Strange as it may sound, one of the limitations we have as photographers, are our eyes.

Our eyes are highly functional. They simply see what is in front of us. Therefore, the temptation to photograph only what we can physically see is very powerful.  In fact, this is what most new photographers assume they need to do; you see something nice, so you photograph it. Simple.

The results as I discovered, are often sterile photocopier images; nice pretty pictures, well exposed, but nothing more

My early attempts at photography were frustrating in this regard, but it lead directly to the most significant step I took in learning how to become a photographer; a realisation that I was not seeing things in the same way that experienced photographers saw them.

I could see, but I had no creative or artistic vision, no depth or values around my work. 

This realisation was a huge breakthrough for me. It propelled my journey of photography down new paths.

I started to understand that a photograph is made and not taken. And that in order to do this I needed to look past what I literally saw in front of my eyes.  I now realised that there were many other senses and other qualities which I needed to develop, acquire and utilise.

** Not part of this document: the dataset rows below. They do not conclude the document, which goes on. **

use crate::config::toml_config::TomlConfig;
use crate::config::Settings;
use crate::utils::error::Result;
use crate::utils::validation::Validate;
use clap::Parser;
use serde::{Deserialize, Serialize};

#[derive(Debug, Clone, Serialize, Deserialize, Parser)]
#[command(name = "enter-rush")]
#[command(about = "Press Enter as fast as you can, ten rounds, three seconds each")]
pub struct CliConfig {
    /// Path to an optional TOML settings file
    #[arg(short, long)]
    pub config: Option<String>,

    /// Width of the summary chart in columns (overrides the file)
    #[arg(long)]
    pub chart_width: Option<usize>,

    /// Seed for the random round delays, for reproducible runs
    #[arg(long)]
    pub seed: Option<u64>,

    /// Print a JSON report after each finished game
    #[arg(long)]
    pub json: bool,

    /// Log as JSON lines on stderr
    #[arg(long)]
    pub log_json: bool,

    #[arg(short, long, help = "Enable verbose output")]
    pub verbose: bool,
}

impl CliConfig {
    /// Load the settings file, if any, and apply command line overrides on top.
    pub fn resolve(&self) -> Result<Settings> {
        let file = match &self.config {
            Some(path) => {
                tracing::debug!("Loading settings from: {}", path);
                TomlConfig::from_file(path)?
            }
            None => TomlConfig::default(),
        };
        self.merge(file)
    }

    pub fn merge(&self, mut file: TomlConfig) -> Result<Settings> {
        if let Some(width) = self.chart_width {
            file.display.chart_width = Some(width);
        }
        file.validate()?;

        Ok(Settings {
            chart_width: file.chart_width(),
            bar_glyph: file.bar_glyph().to_string(),
            key_label: file.key_label().to_string(),
            seed: self.seed,
            json_report: self.json,
            verbose: self.verbose || file.verbose(),
            json_logs: self.log_json || file.json_logs(),
        })
    }
}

That these would allow me to make and create more substantial photographs .

The important points I am trying to share with you is this;

What we see with our eyes is just a raw canvas.

The challenge, for the more serious photographer, is the ability to build on that canvas.

What we choose to build needs to be based on a vision and set of values that we can bring into a photograph.

Let me explain.

Vision and Values:

One of the best ways to develop your vision and values, is get into the habit of asking yourself questions. It will be questions which can help you to define and express your vision and values. Ask yourself;

  • What would I like to do with what I see in front of me? Not just functionally, but in other ways based on your emotions, beliefs, passions and what you want to communicate or share.
  • Why do I want to do that?
  • What am I feeling about what I see and how might I express or emphasise those feelings so that others understand what I feel.
  • What do I want other people to think and feel when they look at my photographs?
  • What personal values do you hold about what you see or envision and how can those values be shared and expressed?
  • What do you want to say to a person viewing your photograph?
  • What connection do you want to make with people through your photographs?
  • What thoughts do you want a viewer to take away with them after looking at your work.

Another way to express what I am saying is this;  what you see in front of you is the here and now but your vision is the ‘place’ you would like to transport your viewers too.

  • So what does this place look like, feel like, smell like, taste like, sound like?
  • What are its textures, its colours, its shapes? Is it hard or soft. Is it static or active? What is its tone of voice?
  • What is it that this place wants to say to people.
  • Is your vision part of a story that you want to tell?
  • How might you develop and tell that story?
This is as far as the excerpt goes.